Çanakkale Bölge

Bisikletli üniversite öğrencisinin ölümüne neden olan sürücü konuştu

Şehitliklerde bisikleti ile dolaşan Çanakkale Onsekiz Mart Üniversitesi (ÇOMÜ) öğrencisi Zeliha Güneş'e (23) çarpıp ölümüne neden olduğu ileri sürülen kamyonet sürücüsü S.Ç. (56), yargılandığı davada açıklama yaptı.

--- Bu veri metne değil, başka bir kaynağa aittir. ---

#[async_trait]
impl ProvisioningEngine for MemoryEngine {
    fn name(&self) -> &str {
        "memory"
    }

    async fn create_or_select_stack(
        &self,
        identity: &StackIdentity,
        program: &ResourceGraph,
    ) -> Result<StackHandle> {
        program.validate()?;

        let mut inner = self.lock()?;
        match inner.stacks.get_mut(identity) {
            Some(record) => {
                tracing::debug!("Selected stack {}", identity);
                record.program = program.clone();
            }
            None => {
                tracing::info!("Created stack {}", identity);
                inner.stacks.insert(
                    identity.clone(),
                    StackRecord {
                        program: program.clone(),
                        ..Default::default()
                    },
                );
            }
        }
        Ok(StackHandle::new(identity.clone(), identity.to_string()))
    }

    async fn install_program(&self, stack: &StackHandle, program: &ResourceGraph) -> Result<()> {
        program.validate()?;

        let mut inner = self.lock()?;
        let record = inner
            .stacks
            .get_mut(stack.identity())
            .ok_or_else(|| EngineError::StackNotFound(stack.identity().to_string()))?;
        record.program = program.clone();
        Ok(())
    }

    async fn set_config(&self, stack: &StackHandle, config: &ConfigMap) -> Result<()> {
        let mut inner = self.lock()?;
        let record = inner
            .stacks
            .get_mut(stack.identity())
            .ok_or_else(|| EngineError::StackNotFound(stack.identity().to_string()))?;
        for (key, value) in config {
            record.config.insert(key.clone(), value.clone());
        }
        tracing::debug!("Set {} config values on {}", config.len(), stack.identity());
        Ok(())
    }

    async fn up(&self, stack: &StackHandle, progress: &dyn ProgressSink) -> Result<UpResult> {
        let start = Instant::now();
        let identity = stack.identity();

        let (program, order, plan) = {
            let inner = self.lock()?;
            let record = inner
                .stacks
                .get(identity)
                .ok_or_else(|| EngineError::StackNotFound(identity.to_string()))?;

            let program = record.program.clone();
            for resource in program.resources() {
                if let Some(existing) = record.state.get_resource(&resource.name) {
                    if existing.resource_type != resource.kind {
                        return Err(EngineError::ResourceConflict(format!(
                            "{} already exists as {}, declared as {}",
                            resource.name, existing.resource_type, resource.kind
                        )));
                    }
                }
            }

            let order = self.ordered(&program)?;
            let plan = plan_up(&order, &record.state, &program);
            (program, order, plan)
        };

        let (flag, snapshot) = self.begin(identity)?;
        let _guard = OperationGuard {
            engine: self,
            identity: identity.clone(),
        };
        let mut snapshot = Some(snapshot);

        progress.line(&format!("Updating ({}):", identity));

        let mut done: HashSet<String> = HashSet::new();
        for resource in &order {
            let Some(change) = plan.changes.iter().find(|c| c.resource == resource.name) else {
                continue;
            };

            if change.kind != ChangeKind::Same {
                self.pause_and_check(identity, &flag, &mut snapshot, progress)
                    .await?;
            }

            if let Some(missing) = resource
                .dependencies()
                .into_iter()
                .find(|d| !done.contains(d))
            {
                return Err(EngineError::ProviderRejected(format!(
                    "{} {} cannot be applied before its dependency {}",
                    resource.kind, resource.name, missing
                )));
            }

            if change.kind != ChangeKind::Same {
                self.apply_resource(identity, resource)?;
                progress.line(&format!("    {}", change));
            }
            done.insert(resource.name.clone());
        }

        for change in plan.changes_by_kind(ChangeKind::Delete) {
            self.pause_and_check(identity, &flag, &mut snapshot, progress)
                .await?;
            self.delete_resource(identity, &change.resource)?;
            progress.line(&format!("    {}", change));
        }

        let outputs = self.export_outputs(identity, &program)?;
        let summary = plan.summary();
        progress.line(&format!("Resources: {}", summary));

        Ok(UpResult {
            outputs,
            summary,
            duration_ms: start.elapsed().as_millis() as u64,
        })
    }

    async fn refresh(
        &self,
        stack: &StackHandle,
        progress: &dyn ProgressSink,
    ) -> Result<OperationResult> {
        let start = Instant::now();
        let identity = stack.identity();
        let (flag, snapshot) = self.begin(identity)?;
        let _guard = OperationGuard {
            engine: self,
            identity: identity.clone(),
        };

        let recorded: Vec<ResourceState> = snapshot.state.resources.values().cloned().collect();
        let mut snapshot = Some(snapshot);

        progress.line(&format!("Refreshing ({}):", identity));

        let mut changes = Vec::with_capacity(recorded.len());
        for resource in &recorded {
            self.pause_and_check(identity, &flag, &mut snapshot, progress)
                .await?;
            let kind = self.reconcile(identity, resource)?;
            let change = ResourceChange::new(&resource.name, &resource.resource_type, kind);
            if kind != ChangeKind::Same {
                progress.line(&format!("    {}", change));
            }
            changes.push(change);
        }

        let summary = Plan::new(changes).summary();
        progress.line(&format!("Resources: {}", summary));
        Ok(OperationResult {
            summary,
            duration_ms: start.elapsed().as_millis() as u64,
        })
    }

    async fn destroy(
        &self,
        stack: &StackHandle,
        progress: &dyn ProgressSink,
    ) -> Result<OperationResult> {
        let start = Instant::now();
        let identity = stack.identity();
        let (flag, snapshot) = self.begin(identity)?;
        let _guard = OperationGuard {
            engine: self,
            identity: identity.clone(),
        };

        let changes: Vec<ResourceChange> = snapshot
            .state
            .deletion_order()
            .into_iter()
            .map(|r| ResourceChange::new(&r.name, &r.resource_type, ChangeKind::Delete))
            .collect();
        let mut snapshot = Some(snapshot);

        progress.line(&format!("Destroying ({}):", identity));

        for change in &changes {
            self.pause_and_check(identity, &flag, &mut snapshot, progress)
                .await?;
            self.delete_resource(identity, &change.resource)?;
            progress.line(&format!("    {}", change));
        }

        {
            let mut inner = self.lock()?;
            if let Some(record) = inner.stacks.get_mut(identity) {
                record.state.outputs.clear();
            }
        }

        let summary = Plan::new(changes).summary();
        progress.line(&format!("Resources: {}", summary));
        Ok(OperationResult {
            summary,
            duration_ms: start.elapsed().as_millis() as u64,
        })
    }

    async fn cancel(&self, stack: &StackHandle) -> Result<()> {
        let inner = self.lock()?;
        let identity = stack.identity();
        let record = inner
            .stacks
            .get(identity)
            .ok_or_else(|| EngineError::StackNotFound(identity.to_string()))?;

        match &record.in_flight {
            Some(flag) => {
                flag.store(true, Ordering::SeqCst);
                tracing::info!("Cancel requested for stack {}", identity);
                Ok(())
            }
            None => Err(EngineError::NoOperationInProgress(format!(
                "no update is in progress for stack {}",
                identity
            ))),
        }
    }
}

Şehitliklerde bisikleti ile dolaşan Çanakkale Onsekiz Mart Üniversitesi (ÇOMÜ) öğrencisi Zeliha Güneş'e (23) çarpıp ölümüne neden olduğu ileri sürülen kamyonet sürücüsü S.Ç. (56), yargılandığı davada açıklama yaptı.

 

Kaza, 28 Nisan'da saat 19.00 sıralarında Eceabat ilçesi Kocadere köyü yakınlarında meydana geldi. S.Ç. yönetimindeki 17 UR 284 plakalı kamyonet, Çanakkale Onsekiz Mart Üniversitesi (ÇOMÜ) Siyasal Bilgiler Fakültesi Uluslararası İlişkiler Bölümü öğrencisi Zeliha Güneş'in kullandığı bisiklete çarptı. 5 Mayıs'ta düzenlenen 11'inci Geleneksel Yeşilay Bisiklet Turu'na katılmak için antrenman yapan Güneş, kaldırıldığı Eceabat Devlet Hastanesi'nde kurtarılamadı. Kazanın ardından gözaltına alınan S.Ç., çıkarıldığı mahkeme tarafından adli kontrol şartıyla serbest bırakıldı. Kazaya ilişkin bilirkişi raporu hazırlandı. S.Ç. hakkında Zeliha Güneş'e karşı 'Taksirle ölüme neden olma' suçundan 2 yıldan 6 yıla kadar hapis cezası istemiyle 2'nci Asliye Ceza Hakimliği'nde dava açıldı.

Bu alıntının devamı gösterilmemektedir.